The better performances displayed by the valves belonging to Group A suggest that block copolymers having lower than a 30% styrene fraction should be chosen for Poli-Valve manufacturing.
The fluid dynamic behavior displayed by the 2 groups of Poli-Valves tested in this study were compared (Fig. 6) with literature data for commercial heart valve prostheses having the same tissue annulus diameter (TAD) as Poli-Valves: 5 mechanical (33) and 5 biological (34). Both EOA and regurgitation of mechanical and tissue heart valve prostheses are comparable with the data obtained for Poli-Valves. Mechanical heart valves show the highest mean total regurgitant volume (ranging from 6.08 ± 1.23% to 10.78 ± 1.53%) and EOA (from 1.43 ± 0.11 cm2 to 1.90 ± 0.10 cm2) while tissue valves show the best performances in terms of mean regurgitation (from 3.86 ± 0.85% to 17.96 ± 1.26%). The results of this comparison show that the hydrodynamic behavior of Poli-Valves may make them a valid alternative to the valve prostheses currently available on the market (Fig. 6).

Comparison of the Poli-Valve hydrodynamic performances (EOA left and Regurgitation right) with literature data (33, 34) for tissue and mechanical heart valves at the following pulsatile flow condition: heart rate = 70 cycle/min, simulated cardiac output = 5.0 l/min, mean aortic pressure 100 mmHg and systolic duration = 35%.

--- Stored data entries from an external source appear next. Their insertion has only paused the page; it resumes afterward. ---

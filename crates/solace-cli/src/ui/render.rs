//! Rendering primitives for CLI output.

use comfy_table::modifiers::UTF8_ROUND_CORNERS;
use comfy_table::presets::UTF8_FULL;
use comfy_table::{Attribute, Cell, ContentArrangement, Table as ComfyTable};
use serde::Serialize;

use super::context::UiContext;
use super::theme::{styled, styles, Badge};

/// Render a header line for a command.
///
/// Pretty mode: "Solace · command (context)"
/// Plain mode: "solace command"
pub fn header(ctx: &UiContext, command: &str, context: Option<&str>) -> String {
    if ctx.mode.is_pretty() {
        let title = styled("Solace", styles::bold(), ctx.color);
        match context {
            Some(c) => format!("{} \u{00B7} {} ({})", title, command, c),
            None => format!("{} \u{00B7} {}", title, command),
        }
    } else {
        format!("solace {}", command)
    }
}

/// Render a badge with optional message.
pub fn badge(ctx: &UiContext, kind: Badge, message: &str) -> String {
    let colored_badge = styled(kind.display(ctx.unicode), kind.style(), ctx.color);
    if message.is_empty() {
        colored_badge
    } else {
        format!("{} {}", colored_badge, message)
    }
}

/// Render a key-value pair.
///
/// Pretty mode: "Key: value" with dim key
/// Plain mode: "key=value"
pub fn kv(ctx: &UiContext, key: &str, value: &str) -> String {
    if ctx.mode.is_pretty() {
        let styled_key = styled(&format!("{}:", key), styles::dim(), ctx.color);
        format!("{} {}", styled_key, value)
    } else {
        format!("{}={}", key.to_lowercase().replace(' ', "_"), value)
    }
}

/// Render a hint line.
pub fn hint(ctx: &UiContext, text: &str) -> String {
    if ctx.mode.is_pretty() {
        format!("{} {}", styled("Hint:", styles::dim(), ctx.color), text)
    } else {
        format!("hint={}", text)
    }
}

/// Render a receipt (summary block after an action).
///
/// Pretty mode: badge plus indented key-value pairs
/// Plain mode: status=ok plus key=value lines
pub fn receipt(ctx: &UiContext, title: &str, items: &[(&str, String)]) -> String {
    let mut lines = Vec::new();
    if ctx.mode.is_pretty() {
        lines.push(badge(ctx, Badge::Ok, title));
        for (key, value) in items {
            lines.push(format!("  {}", kv(ctx, key, value)));
        }
    } else {
        lines.push("status=ok".to_string());
        for (key, value) in items {
            lines.push(kv(ctx, key, value));
        }
    }
    lines.join("\n")
}

/// Render rows as a bordered table (pretty) or tab-separated lines (plain).
pub fn table(ctx: &UiContext, headers: &[&str], rows: &[Vec<String>]) -> String {
    if !ctx.mode.is_pretty() {
        return rows
            .iter()
            .map(|row| row.join("\t"))
            .collect::<Vec<_>>()
            .join("\n");
    }

    let mut table = ComfyTable::new();
    if ctx.unicode {
        table.load_preset(UTF8_FULL).apply_modifier(UTF8_ROUND_CORNERS);
    } else {
        table.load_preset(comfy_table::presets::ASCII_MARKDOWN);
    }
    table.set_content_arrangement(ContentArrangement::Dynamic);
    table.set_width(ctx.width.min(u16::MAX as usize) as u16);
    table.set_header(headers.iter().map(|h| {
        let cell = Cell::new(h);
        if ctx.color {
            cell.add_attribute(Attribute::Bold)
        } else {
            cell
        }
    }));
    for row in rows {
        table.add_row(row);
    }
    table.to_string()
}

/// Shorten `text` to `max` characters on a single line.
pub fn truncate(text: &str, max: usize) -> String {
    let line = text.lines().next().unwrap_or_default();
    let mut out: String = line.chars().take(max).collect();
    if line.chars().count() > max {
        out.pop();
        out.push('\u{2026}');
    } else if text.lines().nth(1).is_some() {
        out.push('\u{2026}');
    }
    out
}

/// Print a value as pretty JSON on stdout.
pub fn print_json<T: Serialize + ?Sized>(value: &T) -> anyhow::Result<()> {
    println!("{}", serde_json::to_string_pretty(value)?);
    Ok(())
}

/// Print a message unless in JSON mode.
pub fn print(ctx: &UiContext, message: &str) {
    if !ctx.mode.is_json() {
        println!("{}", message);
    }
}

/// Format an error message with optional hint.
pub fn error_message(ctx: &UiContext, message: &str, error_hint: Option<&str>) -> String {
    let mut lines = Vec::new();
    if ctx.mode.is_pretty() {
        lines.push(badge(ctx, Badge::Err, message));
        if let Some(h) = error_hint {
            lines.push(hint(ctx, h));
        }
    } else {
        lines.push(format!("error={}", message));
        if let Some(h) = error_hint {
            lines.push(format!("hint={}", h));
        }
    }
    lines.join("\n")
}

/// Print an error message to stderr with optional hint.
pub fn print_error(ctx: &UiContext, message: &str, error_hint: Option<&str>) {
    eprintln!("{}", error_message(ctx, message, error_hint));
}
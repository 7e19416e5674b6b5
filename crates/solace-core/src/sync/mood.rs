//! Daily mood check-ins: at most one entry per local calendar day.

use chrono::{DateTime, NaiveDate, Utc};
use tracing::{debug, warn};

use super::{remote_failure, Orchestrator};
use crate::clock::Clock;
use crate::error::Result;
use crate::storage::keys;
use crate::storage::{MoodEntry, MoodLevel, RecordId};

/// Index of the latest entry falling on `day`.
pub(crate) fn find_on_day(
    entries: &[MoodEntry],
    clock: &dyn Clock,
    day: NaiveDate,
) -> Option<usize> {
    entries
        .iter()
        .enumerate()
        .filter(|(_, entry)| clock.local_date(entry.timestamp) == day)
        .max_by_key(|(_, entry)| entry.timestamp)
        .map(|(index, _)| index)
}

/// Apply a same-day selection to an existing entry. The id and chat link stay.
fn update_in_place(
    entry: &mut MoodEntry,
    mood: MoodLevel,
    chat_id: Option<RecordId>,
    now: DateTime<Utc>,
) {
    entry.mood = mood.tag();
    entry.timestamp = now;
    entry.updated_at = Some(now);
    if entry.chat_id.is_none() {
        entry.chat_id = chat_id;
    }
}

impl Orchestrator {
    /// Record today's mood, replacing an earlier selection from the same day.
    pub async fn save_mood_entry(
        &self,
        mood: MoodLevel,
        chat_id: Option<RecordId>,
    ) -> Result<MoodEntry> {
        let now = self.clock.now();
        let today = self.clock.local_date(now);

        if let Some(remote) = self.active_remote() {
            let entries = remote.list_mood_entries().await.map_err(remote_failure)?;
            let existing = find_on_day(&entries, self.clock.as_ref(), today)
                .and_then(|index| entries.into_iter().nth(index))
                .and_then(|entry| entry.id.clone().map(|id| (id, entry)));

            return match existing {
                Some((id, mut entry)) => {
                    update_in_place(&mut entry, mood, chat_id, now);
                    remote
                        .update_mood_entry(&id, &entry)
                        .await
                        .map_err(remote_failure)?;
                    debug!(%id, day = %today, "mood entry updated");
                    Ok(entry)
                }
                None => {
                    let mut entry = MoodEntry::new(mood.tag(), now, chat_id);
                    let id = remote.add_mood_entry(&entry).await.map_err(remote_failure)?;
                    debug!(%id, day = %today, "mood entry added");
                    entry.id = Some(id);
                    Ok(entry)
                }
            };
        }

        let mut history = self.local_moods()?;
        let entry = match find_on_day(&history, self.clock.as_ref(), today) {
            Some(index) => {
                update_in_place(&mut history[index], mood, chat_id, now);
                history[index].clone()
            }
            None => {
                let entry = MoodEntry::new(mood.tag(), now, chat_id);
                history.push(entry.clone());
                entry
            }
        };
        self.state.write_json(keys::MOOD_HISTORY, &history)?;
        debug!(day = %today, value = mood.value(), "local mood entry saved");
        Ok(entry)
    }

    /// All mood entries, oldest first.
    pub async fn get_mood_history(&self) -> Result<Vec<MoodEntry>> {
        let mut entries = match self.active_remote() {
            Some(remote) => match remote.list_mood_entries().await {
                Ok(entries) => entries,
                Err(err) => {
                    warn!(error = %err, "remote mood read failed, using local copy");
                    self.local_moods()?
                }
            },
            None => self.local_moods()?,
        };
        entries.sort_by_key(|entry| entry.timestamp);
        Ok(entries)
    }

    /// The entry for the current local day, if one exists.
    pub async fn get_todays_mood_entry(&self) -> Result<Option<MoodEntry>> {
        let entries = self.get_mood_history().await?;
        let today = self.clock.today();
        Ok(find_on_day(&entries, self.clock.as_ref(), today).map(|index| entries[index].clone()))
    }

    pub(super) fn local_moods(&self) -> Result<Vec<MoodEntry>> {
        self.state.read_collection(keys::MOOD_HISTORY)
    }
}

#[cfg(test)]
mod tests {
    use super::*;
    use crate::clock::ManualClock;
    use chrono::{FixedOffset, TimeZone};

    fn entry_at(hour: u32, day: u32) -> MoodEntry {
        MoodEntry::new(
            MoodLevel::Okay.tag(),
            Utc.with_ymd_and_hms(2026, 3, day, hour, 0, 0).unwrap(),
            None,
        )
    }

    #[test]
    fn test_find_on_day_uses_local_midnight() {
        let clock = ManualClock::new(
            Utc.with_ymd_and_hms(2026, 3, 15, 12, 0, 0).unwrap(),
            FixedOffset::west_opt(5 * 3600).unwrap(),
        );
        // 02:00 UTC on the 15th is still the 14th at UTC-5.
        let entries = vec![entry_at(2, 15), entry_at(18, 15)];

        let day_14 = NaiveDate::from_ymd_opt(2026, 3, 14).unwrap();
        let day_15 = NaiveDate::from_ymd_opt(2026, 3, 15).unwrap();
        assert_eq!(find_on_day(&entries, &clock, day_14), Some(0));
        assert_eq!(find_on_day(&entries, &clock, day_15), Some(1));
    }

    #[test]
    fn test_find_on_day_prefers_latest_duplicate() {
        let clock = ManualClock::utc(Utc.with_ymd_and_hms(2026, 3, 15, 23, 0, 0).unwrap());
        let entries = vec![entry_at(20, 15), entry_at(8, 15), entry_at(9, 14)];

        let day = NaiveDate::from_ymd_opt(2026, 3, 15).unwrap();
        assert_eq!(find_on_day(&entries, &clock, day), Some(0));
    }

    #[test]
    fn test_update_in_place_keeps_chat_link() {
        let mut entry = entry_at(9, 15);
        entry.chat_id = Some(RecordId::from("chat-1"));
        let now = Utc.with_ymd_and_hms(2026, 3, 15, 20, 0, 0).unwrap();

        update_in_place(&mut entry, MoodLevel::Low, Some(RecordId::from("chat-2")), now);

        assert_eq!(entry.mood.value, 2);
        assert_eq!(entry.timestamp, now);
        assert_eq!(entry.updated_at, Some(now));
        assert_eq!(entry.chat_id, Some(RecordId::from("chat-1")));
    }
}
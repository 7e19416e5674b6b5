pub mod init;
pub mod journal;
pub mod migrate;
pub mod misc;
pub mod mood;
pub mod security;
pub mod settings;
pub mod status;

use chrono::{DateTime, Local, Utc};
use solace_core::storage::MoodTag;

/// Timestamp in the local timezone, minute precision.
pub(crate) fn format_local(timestamp: DateTime<Utc>) -> String {
    timestamp
        .with_timezone(&Local)
        .format("%Y-%m-%d %H:%M")
        .to_string()
}

pub(crate) fn format_mood(mood: &MoodTag, unicode: bool) -> String {
    if unicode {
        format!("{} {}", mood.emoji, mood.label)
    } else {
        format!("{} ({})", mood.label, mood.value)
    }
}

#[cfg(test)]
mod tests {
    use super::*;
    use solace_core::storage::MoodLevel;

    #[test]
    fn test_format_mood() {
        let tag = MoodLevel::Good.tag();
        assert_eq!(format_mood(&tag, false), "Good (4)");
        assert!(format_mood(&tag, true).ends_with(" Good"));
    }
}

The durability of the Poli-Valve not only depends on the mechanical properties of the valve materials but also depends on the manufacturing technique and on the stress distribution in the material. However, the hydrodynamic assessment presented in this paper, together with the positive results of the durability tests, would make a fully polymeric prosthetic heart valve based on polystyrene block copolymer, as is Poli-Valve, an attractive alternative to the mechanical and biomorphic valves currently used.
Footnotes
Conflict of interest: None of the authors has financial interest related to this study to disclose.